----- The records -----

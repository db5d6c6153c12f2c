//! Provider response shapes.
//!
//! Each adapter turns a raw JSON response into the items a
//! [`PollingStream`](super::PollingStream) deduplicates: an identity, a
//! timestamp and the untouched item, plus an optional pagination cursor.

use chrono::{DateTime, NaiveDateTime, TimeZone, Utc};
use serde_json::Value;
use std::time::Duration;

#[derive(Debug, Clone, PartialEq)]
pub struct StreamItem {
    pub identity: String,
    pub timestamp: DateTime<Utc>,
    pub raw: Value,
}

#[derive(Debug, Clone, Default, PartialEq)]
pub struct Page {
    pub items: Vec<StreamItem>,
    pub next_cursor: Option<String>,
}

#[derive(Debug, Clone, PartialEq, thiserror::Error)]
pub enum AdapterError {
    #[error("response has no `{0}` list")]
    MissingList(&'static str),

    #[error("item {index} has no usable `{field}` field")]
    MissingField { index: usize, field: &'static str },

    #[error("item {index} has an unparseable `{field}`: {value}")]
    InvalidTimestamp {
        index: usize,
        field: &'static str,
        value: String,
    },
}

pub trait ResponseAdapter: Send + Sync {
    fn extract(&self, response: &Value) -> Result<Page, AdapterError>;

    /// Request parameter carrying the cursor back to the provider.
    fn cursor_param(&self) -> Option<&'static str> {
        None
    }

    fn default_interval(&self) -> Duration;
}

#[derive(Debug, Clone, Copy, Default)]
pub struct FacebookAdapter;

#[derive(Debug, Clone, Copy, Default)]
pub struct InstagramAdapter;

#[derive(Debug, Clone, Copy, Default)]
pub struct TumblrAdapter;

impl ResponseAdapter for FacebookAdapter {
    fn extract(&self, response: &Value) -> Result<Page, AdapterError> {
        let posts = list_at(response, &["data"], "data")?;
        let items = posts
            .iter()
            .enumerate()
            .map(|(index, post)| {
                let raw = text_field(post, index, "updated_time")?;
                let timestamp = parse_datetime(raw).ok_or_else(|| invalid(index, "updated_time", raw))?;
                item(post, index, timestamp)
            })
            .collect::<Result<_, _>>()?;

        Ok(Page {
            items,
            next_cursor: None,
        })
    }

    fn default_interval(&self) -> Duration {
        Duration::from_secs(20)
    }
}

impl ResponseAdapter for InstagramAdapter {
    fn extract(&self, response: &Value) -> Result<Page, AdapterError> {
        let media = list_at(response, &["data"], "data")?;
        let items = media
            .iter()
            .enumerate()
            .map(|(index, entry)| {
                let timestamp = unix_seconds(entry, index, "created_time")?;
                item(entry, index, timestamp)
            })
            .collect::<Result<_, _>>()?;

        let next_cursor = response
            .pointer("/pagination/min_tag_id")
            .and_then(identity_string);

        Ok(Page { items, next_cursor })
    }

    fn cursor_param(&self) -> Option<&'static str> {
        Some("min_tag_id")
    }

    fn default_interval(&self) -> Duration {
        Duration::from_secs(10)
    }
}

impl ResponseAdapter for TumblrAdapter {
    fn extract(&self, response: &Value) -> Result<Page, AdapterError> {
        let posts = list_at(response, &["response", "posts"], "response.posts")?;
        let items = posts
            .iter()
            .enumerate()
            .map(|(index, post)| {
                let raw = text_field(post, index, "date")?;
                let timestamp = parse_datetime(raw).ok_or_else(|| invalid(index, "date", raw))?;
                item(post, index, timestamp)
            })
            .collect::<Result<_, _>>()?;

        Ok(Page {
            items,
            next_cursor: None,
        })
    }

    fn default_interval(&self) -> Duration {
        Duration::from_secs(20)
    }
}

fn list_at<'a>(
    response: &'a Value,
    path: &[&str],
    name: &'static str,
) -> Result<&'a Vec<Value>, AdapterError> {
    path.iter()
        .try_fold(response, |value, key| value.get(key))
        .and_then(Value::as_array)
        .ok_or(AdapterError::MissingList(name))
}

fn item(raw: &Value, index: usize, timestamp: DateTime<Utc>) -> Result<StreamItem, AdapterError> {
    let identity = raw
        .get("id")
        .and_then(identity_string)
        .ok_or(AdapterError::MissingField { index, field: "id" })?;

    Ok(StreamItem {
        identity,
        timestamp,
        raw: raw.clone(),
    })
}

/// Ids arrive as strings from most providers and as numbers from Tumblr.
fn identity_string(value: &Value) -> Option<String> {
    match value {
        Value::String(s) if !s.is_empty() => Some(s.clone()),
        Value::Number(n) => Some(n.to_string()),
        _ => None,
    }
}

fn text_field<'a>(raw: &'a Value, index: usize, field: &'static str) -> Result<&'a str, AdapterError> {
    raw.get(field)
        .and_then(Value::as_str)
        .ok_or(AdapterError::MissingField { index, field })
}

fn unix_seconds(raw: &Value, index: usize, field: &'static str) -> Result<DateTime<Utc>, AdapterError> {
    let value = raw
        .get(field)
        .ok_or(AdapterError::MissingField { index, field })?;

    let millis = match value {
        Value::Number(n) => n
            .as_i64()
            .and_then(|s| s.checked_mul(1000))
            .or_else(|| n.as_f64().and_then(seconds_to_millis)),
        Value::String(s) => {
            let s = s.trim();
            s.parse::<i64>()
                .ok()
                .and_then(|s| s.checked_mul(1000))
                .or_else(|| s.parse::<f64>().ok().and_then(seconds_to_millis))
        }
        _ => None,
    }
    .ok_or_else(|| invalid(index, field, &value.to_string()))?;

    Utc.timestamp_millis_opt(millis)
        .single()
        .ok_or_else(|| invalid(index, field, &value.to_string()))
}

fn seconds_to_millis(seconds: f64) -> Option<i64> {
    let millis = (seconds * 1000.0).round();
    (millis.is_finite() && millis.abs() < i64::MAX as f64).then_some(millis as i64)
}

/// Accepts RFC 3339, the Graph API's `+0000` offsets and Tumblr's
/// `2016-01-01 00:00:00 GMT`.
fn parse_datetime(raw: &str) -> Option<DateTime<Utc>> {
    let raw = raw.trim();
    if let Ok(dt) = DateTime::parse_from_rfc3339(raw) {
        return Some(dt.with_timezone(&Utc));
    }
    if let Ok(dt) = DateTime::parse_from_str(raw, "%Y-%m-%dT%H:%M:%S%z") {
        return Some(dt.with_timezone(&Utc));
    }
    if let Some(naive) = raw.strip_suffix(" GMT") {
        if let Ok(dt) = NaiveDateTime::parse_from_str(naive, "%Y-%m-%d %H:%M:%S") {
            return Some(dt.and_utc());
        }
    }
    None
}

fn invalid(index: usize, field: &'static str, value: &str) -> AdapterError {
    AdapterError::InvalidTimestamp {
        index,
        field,
        value: value.to_string(),
    }
}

-----

Line by line, reproduce the material exactly.

* Result for this task:
repository db5d6c6153c12f2c
//! Provider response shapes.
//!
//! Each adapter turns a raw JSON response into the items a
//! [`PollingStream`](super::PollingStream) deduplicates: an identity, a
//! timestamp and the untouched item, plus an optional pagination cursor.

use chrono::{DateTime, NaiveDateTime, TimeZone, Utc};
use serde_json::Value;
use std::time::Duration;

#[derive(Debug, Clone, PartialEq)]
pub struct StreamItem {
    pub identity: String,
    pub timestamp: DateTime<Utc>,
    pub raw: Value,
}

#[derive(Debug, Clone, Default, PartialEq)]
pub struct Page {
    pub items: Vec<StreamItem>,
    pub next_cursor: Option<String>,
}

#[derive(Debug, Clone, PartialEq, thiserror::Error)]
pub enum AdapterError {
    #[error("response has no `{0}` list")]
    MissingList(&'static str),

    #[error("item {index} has no usable `{field}` field")]
    MissingField { index: usize, field: &'static str },

    #[error("item {index} has an unparseable `{field}`: {value}")]
    InvalidTimestamp {
        index: usize,
        field: &'static str,
        value: String,
    },
}

pub trait ResponseAdapter: Send + Sync {
    fn extract(&self, response: &Value) -> Result<Page, AdapterError>;

    /// Request parameter carrying the cursor back to the provider.
    fn cursor_param(&self) -> Option<&'static str> {
        None
    }

    fn default_interval(&self) -> Duration;
}

#[derive(Debug, Clone, Copy, Default)]
pub struct FacebookAdapter;

#[derive(Debug, Clone, Copy, Default)]
pub struct InstagramAdapter;

#[derive(Debug, Clone, Copy, Default)]
pub struct TumblrAdapter;

impl ResponseAdapter for FacebookAdapter {
    fn extract(&self, response: &Value) -> Result<Page, AdapterError> {
        let posts = list_at(response, &["data"], "data")?;
        let items = posts
            .iter()
            .enumerate()
            .map(|(index, post)| {
                let raw = text_field(post, index, "updated_time")?;
                let timestamp = parse_datetime(raw).ok_or_else(|| invalid(index, "updated_time", raw))?;
                item(post, index, timestamp)
            })
            .collect::<Result<_, _>>()?;

        Ok(Page {
            items,
            next_cursor: None,
        })
    }

    fn default_interval(&self) -> Duration {
        Duration::from_secs(20)
    }
}

impl ResponseAdapter for InstagramAdapter {
    fn extract(&self, response: &Value) -> Result<Page, AdapterError> {
        let media = list_at(response, &["data"], "data")?;
        let items = media
            .iter()
            .enumerate()
            .map(|(index, entry)| {
                let timestamp = unix_seconds(entry, index, "created_time")?;
                item(entry, index, timestamp)
            })
            .collect::<Result<_, _>>()?;

        let next_cursor = response
            .pointer("/pagination/min_tag_id")
            .and_then(identity_string);

        Ok(Page { items, next_cursor })
    }

    fn cursor_param(&self) -> Option<&'static str> {
        Some("min_tag_id")
    }

    fn default_interval(&self) -> Duration {
        Duration::from_secs(10)
    }
}

impl ResponseAdapter for TumblrAdapter {
    fn extract(&self, response: &Value) -> Result<Page, AdapterError> {
        let posts = list_at(response, &["response", "posts"], "response.posts")?;
        let items = posts
            .iter()
            .enumerate()
            .map(|(index, post)| {
                let raw = text_field(post, index, "date")?;
                let timestamp = parse_datetime(raw).ok_or_else(|| invalid(index, "date", raw))?;
                item(post, index, timestamp)
            })
            .collect::<Result<_, _>>()?;

        Ok(Page {
            items,
            next_cursor: None,
        })
    }

    fn default_interval(&self) -> Duration {
        Duration::from_secs(20)
    }
}

fn list_at<'a>(
    response: &'a Value,
    path: &[&str],
    name: &'static str,
) -> Result<&'a Vec<Value>, AdapterError> {
    path.iter()
        .try_fold(response, |value, key| value.get(key))
        .and_then(Value::as_array)
        .ok_or(AdapterError::MissingList(name))
}

fn item(raw: &Value, index: usize, timestamp: DateTime<Utc>) -> Result<StreamItem, AdapterError> {
    let identity = raw
        .get("id")
        .and_then(identity_string)
        .ok_or(AdapterError::MissingField { index, field: "id" })?;

    Ok(StreamItem {
        identity,
        timestamp,
        raw: raw.clone(),
    })
}

/// Ids arrive as strings from most providers and as numbers from Tumblr.
fn identity_string(value: &Value) -> Option<String> {
    match value {
        Value::String(s) if !s.is_empty() => Some(s.clone()),
        Value::Number(n) => Some(n.to_string()),
        _ => None,
    }
}

fn text_field<'a>(raw: &'a Value, index: usize, field: &'static str) -> Result<&'a str, AdapterError> {
    raw.get(field)
        .and_then(Value::as_str)
        .ok_or(AdapterError::MissingField { index, field })
}

fn unix_seconds(raw: &Value, index: usize, field: &'static str) -> Result<DateTime<Utc>, AdapterError> {
    let value = raw
        .get(field)
        .ok_or(AdapterError::MissingField { index, field })?;

    let millis = match value {
        Value::Number(n) => n
            .as_i64()
            .and_then(|s| s.checked_mul(1000))
            .or_else(|| n.as_f64().and_then(seconds_to_millis)),
        Value::String(s) => {
            let s = s.trim();
            s.parse::<i64>()
                .ok()
                .and_then(|s| s.checked_mul(1000))
                .or_else(|| s.parse::<f64>().ok().and_then(seconds_to_millis))
        }
        _ => None,
    }
    .ok_or_else(|| invalid(index, field, &value.to_string()))?;

    Utc.timestamp_millis_opt(millis)
        .single()
        .ok_or_else(|| invalid(index, field, &value.to_string()))
}

fn seconds_to_millis(seconds: f64) -> Option<i64> {
    let millis = (seconds * 1000.0).round();
    (millis.is_finite() && millis.abs() < i64::MAX as f64).then_some(millis as i64)
}

/// Accepts RFC 3339, the Graph API's `+0000` offsets and Tumblr's
/// `2016-01-01 00:00:00 GMT`.
fn parse_datetime(raw: &str) -> Option<DateTime<Utc>> {
    let raw = raw.trim();
    if let Ok(dt) = DateTime::parse_from_rfc3339(raw) {
        return Some(dt.with_timezone(&Utc));
    }
    if let Ok(dt) = DateTime::parse_from_str(raw, "%Y-%m-%dT%H:%M:%S%z") {
        return Some(dt.with_timezone(&Utc));
    }
    if let Some(naive) = raw.strip_suffix(" GMT") {
        if let Ok(dt) = NaiveDateTime::parse_from_str(naive, "%Y-%m-%d %H:%M:%S") {
            return Some(dt.and_utc());
        }
    }
    None
}

fn invalid(index: usize, field: &'static str, value: &str) -> AdapterError {
    AdapterError::InvalidTimestamp {
        index,
        field,
        value: value.to_string(),
    }
}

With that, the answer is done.